**EXERCISE DIRECTIONS**. Look through the data below for the line with "pub fn validate_config(config: &TrainingConfig)", and transcribe it exactly together with each line after it up to and including the line with "if !(epsilon >". Give nothing else.

(DATASET ENTRIES)

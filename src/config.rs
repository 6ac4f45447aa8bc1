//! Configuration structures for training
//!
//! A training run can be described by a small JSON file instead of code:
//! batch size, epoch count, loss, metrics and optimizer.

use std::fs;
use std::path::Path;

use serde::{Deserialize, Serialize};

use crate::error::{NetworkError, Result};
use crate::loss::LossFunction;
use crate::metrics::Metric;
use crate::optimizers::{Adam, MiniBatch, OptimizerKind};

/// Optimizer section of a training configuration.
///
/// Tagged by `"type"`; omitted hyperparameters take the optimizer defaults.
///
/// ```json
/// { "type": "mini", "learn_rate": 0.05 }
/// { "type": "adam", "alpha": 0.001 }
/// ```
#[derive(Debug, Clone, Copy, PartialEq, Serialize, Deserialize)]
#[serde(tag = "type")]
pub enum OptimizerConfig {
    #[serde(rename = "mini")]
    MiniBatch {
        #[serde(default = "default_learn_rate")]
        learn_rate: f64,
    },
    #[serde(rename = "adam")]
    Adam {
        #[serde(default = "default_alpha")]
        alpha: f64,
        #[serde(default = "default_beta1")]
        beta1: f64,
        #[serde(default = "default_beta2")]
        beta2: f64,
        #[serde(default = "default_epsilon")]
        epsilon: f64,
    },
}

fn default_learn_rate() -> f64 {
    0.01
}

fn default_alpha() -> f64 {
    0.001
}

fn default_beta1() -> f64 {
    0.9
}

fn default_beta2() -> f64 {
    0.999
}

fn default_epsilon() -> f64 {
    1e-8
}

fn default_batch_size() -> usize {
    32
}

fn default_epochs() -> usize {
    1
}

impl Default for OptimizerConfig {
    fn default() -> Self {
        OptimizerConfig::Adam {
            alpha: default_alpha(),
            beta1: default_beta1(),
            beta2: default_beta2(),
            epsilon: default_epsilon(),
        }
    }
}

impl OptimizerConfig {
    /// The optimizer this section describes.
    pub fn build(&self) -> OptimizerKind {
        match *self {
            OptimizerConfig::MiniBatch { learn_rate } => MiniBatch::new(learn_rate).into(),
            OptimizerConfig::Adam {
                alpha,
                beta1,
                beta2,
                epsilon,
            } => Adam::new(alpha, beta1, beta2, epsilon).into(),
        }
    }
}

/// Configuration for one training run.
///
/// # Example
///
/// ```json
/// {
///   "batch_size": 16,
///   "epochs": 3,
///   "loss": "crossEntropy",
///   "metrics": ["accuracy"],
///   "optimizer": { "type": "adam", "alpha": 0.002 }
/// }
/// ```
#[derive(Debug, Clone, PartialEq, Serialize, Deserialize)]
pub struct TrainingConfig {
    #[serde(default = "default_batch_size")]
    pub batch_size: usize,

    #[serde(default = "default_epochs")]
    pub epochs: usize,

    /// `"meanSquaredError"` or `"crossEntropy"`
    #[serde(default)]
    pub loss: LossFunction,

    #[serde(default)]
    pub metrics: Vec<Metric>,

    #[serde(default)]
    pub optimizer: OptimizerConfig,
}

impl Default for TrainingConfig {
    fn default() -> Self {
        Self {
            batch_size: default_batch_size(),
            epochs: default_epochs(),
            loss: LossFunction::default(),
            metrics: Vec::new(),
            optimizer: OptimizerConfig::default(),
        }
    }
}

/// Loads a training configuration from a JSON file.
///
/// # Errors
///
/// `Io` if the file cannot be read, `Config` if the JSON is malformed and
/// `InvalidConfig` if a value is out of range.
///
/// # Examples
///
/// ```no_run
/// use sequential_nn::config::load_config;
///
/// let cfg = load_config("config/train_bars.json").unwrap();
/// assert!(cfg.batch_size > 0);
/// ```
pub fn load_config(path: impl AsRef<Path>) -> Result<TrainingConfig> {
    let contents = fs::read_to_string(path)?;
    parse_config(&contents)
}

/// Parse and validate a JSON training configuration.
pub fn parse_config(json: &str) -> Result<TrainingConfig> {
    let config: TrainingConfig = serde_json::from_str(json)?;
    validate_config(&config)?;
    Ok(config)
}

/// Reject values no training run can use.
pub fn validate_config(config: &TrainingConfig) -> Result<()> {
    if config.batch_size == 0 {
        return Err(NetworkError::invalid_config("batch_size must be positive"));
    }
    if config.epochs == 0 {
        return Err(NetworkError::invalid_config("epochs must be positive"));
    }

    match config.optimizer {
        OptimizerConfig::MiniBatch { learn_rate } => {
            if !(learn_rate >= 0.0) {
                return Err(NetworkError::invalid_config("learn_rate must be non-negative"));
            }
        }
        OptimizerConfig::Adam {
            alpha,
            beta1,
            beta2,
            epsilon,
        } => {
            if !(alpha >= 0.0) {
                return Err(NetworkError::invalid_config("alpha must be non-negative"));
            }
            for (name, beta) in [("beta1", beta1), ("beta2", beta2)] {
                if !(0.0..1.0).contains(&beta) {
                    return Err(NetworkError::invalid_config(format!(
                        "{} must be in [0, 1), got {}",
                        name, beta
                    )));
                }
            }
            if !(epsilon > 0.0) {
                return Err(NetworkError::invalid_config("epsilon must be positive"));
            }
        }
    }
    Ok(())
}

(End DATASET ENTRIES)

**EXERCISE OUTPUT**.
pub fn validate_config(config: &TrainingConfig) -> Result<()> {
    if config.batch_size == 0 {
        return Err(NetworkError::invalid_config("batch_size must be positive"));
    }
    if config.epochs == 0 {
        return Err(NetworkError::invalid_config("epochs must be positive"));
    }

    match config.optimizer {
        OptimizerConfig::MiniBatch { learn_rate } => {
            if !(learn_rate >= 0.0) {
                return Err(NetworkError::invalid_config("learn_rate must be non-negative"));
            }
        }
        OptimizerConfig::Adam {
            alpha,
            beta1,
            beta2,
            epsilon,
        } => {
            if !(alpha >= 0.0) {
                return Err(NetworkError::invalid_config("alpha must be non-negative"));
            }
            for (name, beta) in [("beta1", beta1), ("beta2", beta2)] {
                if !(0.0..1.0).contains(&beta) {
                    return Err(NetworkError::invalid_config(format!(
                        "{} must be in [0, 1), got {}",
                        name, beta
                    )));
                }
            }
            if !(epsilon > 0.0) {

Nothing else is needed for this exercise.